* Stored data:
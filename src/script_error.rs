use std::{
    error::{self, Error as StdError},
    fmt,
};

use serde::{Deserialize, Serialize};

pub type ScriptResult<T> = std::result::Result<T, ScriptError>;

pub type ScriptError = Box<ErrorKind>;

#[derive(Debug, Serialize, Deserialize)]
pub enum ErrorKind {
    UnknownToken(String),
    EqualVerifyFailed,
}

impl StdError for ErrorKind {
    fn description(&self) -> &str {
        match *self {
            ErrorKind::UnknownToken(_) => "Unknown token in script",
            ErrorKind::EqualVerifyFailed => "Expected the top two stack items to be equal",
        }
    }

    fn cause(&self) -> Option<&dyn error::Error> {
        None
    }
}

impl fmt::Display for ErrorKind {
    #[allow(deprecated)]
    fn fmt(&self, fmt: &mut fmt::Formatter) -> fmt::Result {
        match &*self {
            ErrorKind::UnknownToken(token) => {
                write!(fmt, "{}: token: {}", self.description(), token)
            }
            ErrorKind::EqualVerifyFailed => write!(fmt, "{}", self.description()),
        }
    }
}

* TRY IT:
Provide the count of lines in the records above that hold the word "type", with no other text.

* OUTPUT:
2